*** Opening Provided records ***

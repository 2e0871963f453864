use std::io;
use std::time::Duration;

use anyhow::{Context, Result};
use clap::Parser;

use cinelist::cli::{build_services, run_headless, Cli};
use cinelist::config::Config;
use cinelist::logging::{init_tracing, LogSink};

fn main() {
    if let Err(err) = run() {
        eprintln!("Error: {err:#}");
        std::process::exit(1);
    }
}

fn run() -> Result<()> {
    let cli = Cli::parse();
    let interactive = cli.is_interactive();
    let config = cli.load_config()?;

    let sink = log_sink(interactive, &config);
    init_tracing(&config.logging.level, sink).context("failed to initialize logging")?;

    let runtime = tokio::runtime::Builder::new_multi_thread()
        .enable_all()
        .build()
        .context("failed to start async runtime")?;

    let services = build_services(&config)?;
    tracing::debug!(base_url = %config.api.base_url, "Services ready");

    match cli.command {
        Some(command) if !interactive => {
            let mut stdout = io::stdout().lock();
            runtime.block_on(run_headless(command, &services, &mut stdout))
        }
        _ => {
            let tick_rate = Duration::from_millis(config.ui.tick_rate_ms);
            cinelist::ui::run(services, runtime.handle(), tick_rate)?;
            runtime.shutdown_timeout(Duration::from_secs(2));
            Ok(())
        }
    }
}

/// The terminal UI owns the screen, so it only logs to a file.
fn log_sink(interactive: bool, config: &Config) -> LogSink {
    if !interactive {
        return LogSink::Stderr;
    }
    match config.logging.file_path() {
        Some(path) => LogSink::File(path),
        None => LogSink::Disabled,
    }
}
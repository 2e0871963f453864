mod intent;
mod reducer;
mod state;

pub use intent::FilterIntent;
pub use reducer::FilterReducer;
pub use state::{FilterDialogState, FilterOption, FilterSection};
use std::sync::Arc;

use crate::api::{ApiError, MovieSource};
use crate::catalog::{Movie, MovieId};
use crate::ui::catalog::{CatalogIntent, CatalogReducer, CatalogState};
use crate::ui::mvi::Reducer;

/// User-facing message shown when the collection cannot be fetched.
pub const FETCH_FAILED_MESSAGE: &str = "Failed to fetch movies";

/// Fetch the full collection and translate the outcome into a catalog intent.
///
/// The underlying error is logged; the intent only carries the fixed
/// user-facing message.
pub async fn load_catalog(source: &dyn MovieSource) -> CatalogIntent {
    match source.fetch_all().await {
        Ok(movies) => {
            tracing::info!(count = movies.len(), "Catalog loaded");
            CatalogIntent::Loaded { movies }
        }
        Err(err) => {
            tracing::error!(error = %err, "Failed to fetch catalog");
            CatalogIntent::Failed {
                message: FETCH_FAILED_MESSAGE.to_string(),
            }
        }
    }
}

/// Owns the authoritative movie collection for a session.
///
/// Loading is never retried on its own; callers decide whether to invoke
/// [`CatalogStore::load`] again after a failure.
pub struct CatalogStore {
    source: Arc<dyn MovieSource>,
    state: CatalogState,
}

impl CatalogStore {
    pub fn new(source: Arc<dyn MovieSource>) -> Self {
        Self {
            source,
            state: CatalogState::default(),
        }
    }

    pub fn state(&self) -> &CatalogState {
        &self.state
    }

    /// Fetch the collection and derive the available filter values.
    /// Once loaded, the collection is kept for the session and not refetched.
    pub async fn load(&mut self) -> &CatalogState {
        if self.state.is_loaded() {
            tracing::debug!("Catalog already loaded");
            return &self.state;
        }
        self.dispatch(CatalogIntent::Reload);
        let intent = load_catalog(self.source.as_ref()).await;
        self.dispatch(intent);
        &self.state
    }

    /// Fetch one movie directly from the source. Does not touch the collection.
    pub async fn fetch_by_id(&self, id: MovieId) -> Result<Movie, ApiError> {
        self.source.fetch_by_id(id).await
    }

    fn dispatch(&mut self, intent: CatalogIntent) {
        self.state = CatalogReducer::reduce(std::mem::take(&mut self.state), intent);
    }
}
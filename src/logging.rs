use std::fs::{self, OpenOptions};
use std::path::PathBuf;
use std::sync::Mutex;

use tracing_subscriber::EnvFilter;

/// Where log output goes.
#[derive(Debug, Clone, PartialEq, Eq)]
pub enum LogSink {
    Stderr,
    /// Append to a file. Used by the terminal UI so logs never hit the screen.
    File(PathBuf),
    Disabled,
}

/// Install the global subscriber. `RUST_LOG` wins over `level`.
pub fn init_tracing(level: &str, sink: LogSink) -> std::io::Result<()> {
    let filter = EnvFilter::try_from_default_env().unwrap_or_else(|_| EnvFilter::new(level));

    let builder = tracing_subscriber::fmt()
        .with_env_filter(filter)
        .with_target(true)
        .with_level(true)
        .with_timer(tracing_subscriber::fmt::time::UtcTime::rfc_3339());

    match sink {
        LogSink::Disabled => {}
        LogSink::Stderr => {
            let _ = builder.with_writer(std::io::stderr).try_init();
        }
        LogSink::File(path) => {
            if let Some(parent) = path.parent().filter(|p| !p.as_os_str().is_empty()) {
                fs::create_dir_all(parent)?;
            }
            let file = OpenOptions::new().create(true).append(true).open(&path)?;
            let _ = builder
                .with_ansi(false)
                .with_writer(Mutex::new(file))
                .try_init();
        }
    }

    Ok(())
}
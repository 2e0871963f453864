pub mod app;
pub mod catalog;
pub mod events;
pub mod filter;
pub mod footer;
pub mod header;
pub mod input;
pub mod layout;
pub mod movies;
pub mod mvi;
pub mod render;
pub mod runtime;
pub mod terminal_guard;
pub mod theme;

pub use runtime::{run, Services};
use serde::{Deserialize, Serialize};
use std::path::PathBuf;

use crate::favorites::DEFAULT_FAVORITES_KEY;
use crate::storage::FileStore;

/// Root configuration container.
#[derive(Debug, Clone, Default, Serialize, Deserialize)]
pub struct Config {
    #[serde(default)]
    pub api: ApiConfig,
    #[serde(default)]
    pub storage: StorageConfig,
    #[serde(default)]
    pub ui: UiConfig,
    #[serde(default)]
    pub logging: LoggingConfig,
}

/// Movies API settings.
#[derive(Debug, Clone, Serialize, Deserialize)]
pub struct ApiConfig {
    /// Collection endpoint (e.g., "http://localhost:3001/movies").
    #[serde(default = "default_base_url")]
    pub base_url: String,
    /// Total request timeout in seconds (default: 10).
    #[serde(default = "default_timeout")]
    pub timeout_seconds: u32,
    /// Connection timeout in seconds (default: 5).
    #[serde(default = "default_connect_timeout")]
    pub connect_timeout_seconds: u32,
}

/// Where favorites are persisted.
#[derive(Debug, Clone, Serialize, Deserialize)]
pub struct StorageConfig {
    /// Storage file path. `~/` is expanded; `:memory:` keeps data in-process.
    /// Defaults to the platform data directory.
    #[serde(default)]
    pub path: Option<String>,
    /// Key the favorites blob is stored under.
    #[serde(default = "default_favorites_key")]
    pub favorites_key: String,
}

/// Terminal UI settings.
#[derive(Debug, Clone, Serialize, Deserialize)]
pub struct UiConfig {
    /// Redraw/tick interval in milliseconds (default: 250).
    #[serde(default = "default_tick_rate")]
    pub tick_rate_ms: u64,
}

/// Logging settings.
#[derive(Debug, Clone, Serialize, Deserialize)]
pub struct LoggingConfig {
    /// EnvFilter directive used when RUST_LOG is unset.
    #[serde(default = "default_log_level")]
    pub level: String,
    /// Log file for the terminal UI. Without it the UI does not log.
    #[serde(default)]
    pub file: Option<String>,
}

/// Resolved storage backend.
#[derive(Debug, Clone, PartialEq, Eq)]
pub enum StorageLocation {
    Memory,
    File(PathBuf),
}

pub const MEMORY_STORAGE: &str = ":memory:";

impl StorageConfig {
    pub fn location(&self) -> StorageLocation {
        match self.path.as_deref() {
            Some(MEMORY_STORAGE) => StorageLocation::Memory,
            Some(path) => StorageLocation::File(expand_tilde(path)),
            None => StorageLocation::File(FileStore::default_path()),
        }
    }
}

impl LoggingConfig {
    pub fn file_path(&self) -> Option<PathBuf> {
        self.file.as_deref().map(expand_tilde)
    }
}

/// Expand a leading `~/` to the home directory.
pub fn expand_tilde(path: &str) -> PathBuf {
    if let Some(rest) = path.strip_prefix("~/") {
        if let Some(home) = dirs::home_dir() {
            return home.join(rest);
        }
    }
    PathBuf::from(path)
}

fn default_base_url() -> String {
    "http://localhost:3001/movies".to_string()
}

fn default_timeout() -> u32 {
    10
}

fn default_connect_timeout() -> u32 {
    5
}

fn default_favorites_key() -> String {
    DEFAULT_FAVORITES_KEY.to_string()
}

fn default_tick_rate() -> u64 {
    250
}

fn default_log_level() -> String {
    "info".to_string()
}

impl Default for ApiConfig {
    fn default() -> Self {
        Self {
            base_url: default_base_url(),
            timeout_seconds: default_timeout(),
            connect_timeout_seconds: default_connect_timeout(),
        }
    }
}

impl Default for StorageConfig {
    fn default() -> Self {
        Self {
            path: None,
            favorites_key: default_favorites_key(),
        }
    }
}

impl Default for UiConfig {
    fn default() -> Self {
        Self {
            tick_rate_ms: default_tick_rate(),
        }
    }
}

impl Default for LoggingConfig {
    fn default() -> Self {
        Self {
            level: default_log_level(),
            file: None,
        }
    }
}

*** Closing Provided records ***

Work order
Your reply should be one number, namely how many lines of the material contain "OpenOptions".

Output below
2